Lily smiles up at him, seeming to catch the depth of his sincerity. "Thank you ... you know, I was kind of worried about whether I'd be able to be a good mother, but now I feel ... well, like I might be a natural."

"I think you are," James says, and they kiss briefly, and Sirius feels that he might cry for the first time in living memory, just because he'd never thought things could work out so well.

"You're one lucky kid," he tells his baby godson.


This is Sirius Black, All Hallows' Eve, 1981, the moment he lands among the wreckage of the cottage at Godric's Hollow. The moment he sees Lily Potter's river of hair, red even in the dark, and his knees give out, and he crashes to the floor next to her.

He is shaking, struggling not to vomit, unable to stop the tears streaking down his cheeks. She is so, so pale. Suddenly he understands the phrase deathly pale, and, oh God, he never wanted to.

Lily is sprawled in front of the playpen. She was trying to protect Harry, he thinks, and it's more than he can bear. Even with Voldemort himself bearing down on her, that fierce, gentle, beautiful love of hers stood strong, unbreakable.

And now it's gone.

He seizes her shoulders, shakes her. Slaps her cheek. Gropes for her hand, squeezes it tight. "Come on, Lily, come on," he says – hell, he begs. "Wake up, come on, Red, wake up. Don't do this to me, Red, please, you've gotta wake up. Come on, Ginger, come on, Red, please wake up, I love you. You can't be dead, you can't be, come on and tell me I'm wrong, tell me I'm always wrong, Red, Ginger, please, hex me for calling you that, come on ... you've got to be okay, God damn you, Lily, please, for me, for Harry, for James, for Harry, please ..."

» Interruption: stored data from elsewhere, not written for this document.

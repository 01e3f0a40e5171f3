//! Shared model and storage for the Radiola player.

pub mod config;
pub mod net;
pub mod platform;
pub mod protocol;
pub mod secrets;
pub mod settings;
pub mod songs;
pub mod state;
pub mod worker;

He cries and he pleads, and he knows that he is not only crying for Lily Evans Potter but he is crying for his own mother and the love she never showed him, and he knows even as he cries that this is as hopeless as that.

Lily is dead.

Voldemort killed her. Peter betrayed her. Sirius made sure it could happen.

That elementally powerful, unstoppable, death-defying love is gone from the world. The strong, sweet, astonishing woman that gave life to it is gone, and if her son lives he will never know her, or the power of her feelings for him. Sirius thinks he will hate Peter – and himself – forever, for this.

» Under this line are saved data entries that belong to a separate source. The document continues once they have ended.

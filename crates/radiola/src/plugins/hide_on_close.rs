//! Hide instead of quitting when a GNOME shell media extension can bring
//! the player back.
//!
//! Once no compatible extension is left, and whenever the plugin is
//! disabled, a hidden window is shown and raised so nothing is left
//! running without a way back to it.

use std::process::Stdio;

use async_trait::async_trait;
use tokio::io::{AsyncBufReadExt, BufReader};
use tokio::process::Command;
use tokio::task::JoinHandle;
use tracing::{debug, warn};

use radiola_core::settings::SettingsHandle;

use crate::plugin::{Plugin, PluginContext, PluginError};
use crate::window::Window;

const WHITE_LIST: [&str; 2] = ["mediaplayer@patapon.info", "laine@knasher.gmail.com"];
const SCHEMA: &str = "org.gnome.shell";
const KEY: &str = "enabled-extensions";

/// Strings inside a GVariant `as` literal such as `['a@b', "c@d"]`.
pub fn parse_extension_list(text: &str) -> Vec<String> {
    let mut out = Vec::new();
    let mut chars = text.chars();
    while let Some(c) = chars.next() {
        if c == '\'' || c == '"' {
            let item: String = chars.by_ref().take_while(|&next| next != c).collect();
            out.push(item);
        }
    }
    out
}

pub fn has_compatible(extensions: &[String]) -> bool {
    extensions.iter().any(|e| WHITE_LIST.contains(&e.as_str()))
}

async fn compatible_extension_enabled() -> bool {
    let output = match Command::new("gsettings").args(["get", SCHEMA, KEY]).output().await {
        Ok(o) if o.status.success() => o,
        Ok(o) => {
            debug!("gsettings get failed: {}", String::from_utf8_lossy(&o.stderr).trim());
            return false;
        }
        Err(e) => {
            debug!("gsettings not available: {}", e);
            return false;
        }
    };
    has_compatible(&parse_extension_list(&String::from_utf8_lossy(&output.stdout)))
}

/// Apply the current extension state to the window.
fn apply(window: &Window, compatible: bool) {
    if compatible {
        window.set_close_hides(true);
        return;
    }
    window.set_close_hides(false);
    if !window.is_visible() {
        window.set_visible(true);
        window.bring_to_top();
    }
}

pub struct HideOnClose {
    window: Window,
    task: Option<JoinHandle<()>>,
}

impl HideOnClose {
    pub fn create(ctx: &PluginContext) -> Box<dyn Plugin> {
        Box::new(Self {
            window: ctx.window.clone(),
            task: None,
        })
    }
}

async fn monitor(window: Window) {
    let mut child = match Command::new("gsettings")
        .args(["monitor", SCHEMA, KEY])
        .stdout(Stdio::piped())
        .stderr(Stdio::null())
        .kill_on_drop(true)
        .spawn()
    {
        Ok(child) => child,
        Err(e) => {
            warn!("Cannot watch {}: {}", KEY, e);
            return;
        }
    };
    let Some(stdout) = child.stdout.take() else {
        return;
    };
    let mut lines = BufReader::new(stdout).lines();
    while let Ok(Some(line)) = lines.next_line().await {
        let compatible = has_compatible(&parse_extension_list(&line));
        debug!("{} changed, compatible extension: {}", KEY, compatible);
        apply(&window, compatible);
    }
}

#[async_trait]
impl Plugin for HideOnClose {
    fn name(&self) -> &'static str {
        "hide_on_close"
    }

    fn description(&self) -> &'static str {
        "Hide to GNOME shell Media extension."
    }

    async fn prepare(&mut self, _settings: &SettingsHandle) -> Result<(), PluginError> {
        if compatible_extension_enabled().await {
            Ok(())
        } else {
            Err(PluginError::Unavailable(
                "No compatible or enabled extension found".into(),
            ))
        }
    }

    async fn enable(&mut self, _settings: &SettingsHandle) -> anyhow::Result<()> {
        apply(&self.window, true);
        self.task = Some(tokio::spawn(monitor(self.window.clone())));
        Ok(())
    }

    async fn disable(&mut self) -> anyhow::Result<()> {
        if let Some(task) = self.task.take() {
            task.abort();
        }
        apply(&self.window, false);
        Ok(())
    }
}

#[cfg(test)]
mod tests {
    use super::*;
    use crate::window::tests::harness;
    use crate::window::WindowRequest;

    #[test]
    fn parses_gvariant_string_arrays() {
        assert_eq!(
            parse_extension_list("['mediaplayer@patapon.info', \"dash@x\"]"),
            vec!["mediaplayer@patapon.info".to_string(), "dash@x".to_string()]
        );
        assert!(parse_extension_list("@as []").is_empty());
        assert_eq!(
            parse_extension_list("enabled-extensions: ['laine@knasher.gmail.com']"),
            vec!["laine@knasher.gmail.com".to_string()]
        );
    }

    #[test]
    fn only_listed_extensions_count() {
        assert!(has_compatible(&["laine@knasher.gmail.com".to_string()]));
        assert!(!has_compatible(&["dash-to-dock@micxgx.gmail.com".to_string()]));
        assert!(!has_compatible(&[]));
    }

    #[tokio::test]
    async fn losing_the_extension_restores_a_hidden_window() {
        let mut h = harness();
        apply(&h.window, true);
        assert!(h.window.close_hides());
        h.window.request_close();
        assert_eq!(h.ui_rx.recv().await, Some(WindowRequest::SetVisible(false)));

        apply(&h.window, false);
        assert!(!h.window.close_hides());
        assert!(h.window.is_visible());
        assert_eq!(h.ui_rx.recv().await, Some(WindowRequest::SetVisible(true)));
        assert_eq!(h.ui_rx.recv().await, Some(WindowRequest::Raise));
    }

    #[tokio::test]
    async fn disabling_while_hidden_shows_the_window() {
        let mut h = harness();
        let mut plugin = HideOnClose {
            window: h.window.clone(),
            task: None,
        };
        h.window.set_close_hides(true);
        h.window.request_close();
        assert_eq!(h.ui_rx.recv().await, Some(WindowRequest::SetVisible(false)));

        plugin.disable().await.unwrap();
        assert!(h.window.is_visible());
        assert!(!h.window.close_hides());
        assert_eq!(h.ui_rx.recv().await, Some(WindowRequest::SetVisible(true)));
    }
}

He looks at Lily's still, shocked face, and remembers her wondering aloud if she'd be a good mother. Remembers that he never answered her. Gently, he reaches out to close her eyes, and he says, "Oh, Lily, you were the best mother. The best."

Sirius staggers to his feet, breathing ragged. There is no child in the playpen. This fills him with fresh horror, but only abstractly, because there is no room in his heart for anything more.

He hates to leave her but knows he must, because he has to find Harry, and she would want it so.

He walks through the ruins like a ghost, searching desperately but finding nothing.

Then he sees James and it's like the world falls away. Everything ceases to matter.

Quietly, Sirius sits down beside the body of the man he has loved most in all his life. He takes James's lifeless hand in both of his. He is no longer fighting tears: now they stream with a life of their own down his face, and he barely notices. All that he cares about is James. James, who stood by him unwaveringly since they were eleven years old, who had his back in fights both schoolboy and serious, who yelled at his mother when he saw her scream at her son. Who defended him to the Order when they doubted his allegiances. Who has saved his life both literally and metaphorically.

"Forgive me, Prongs," Sirius whispers. "This is my fault and I know it, forgive me. Please forgive me. I'm going to look after Harry for you, okay, James? I'm gonna make sure he's safe, and then I'm gonna kill Peter, okay?"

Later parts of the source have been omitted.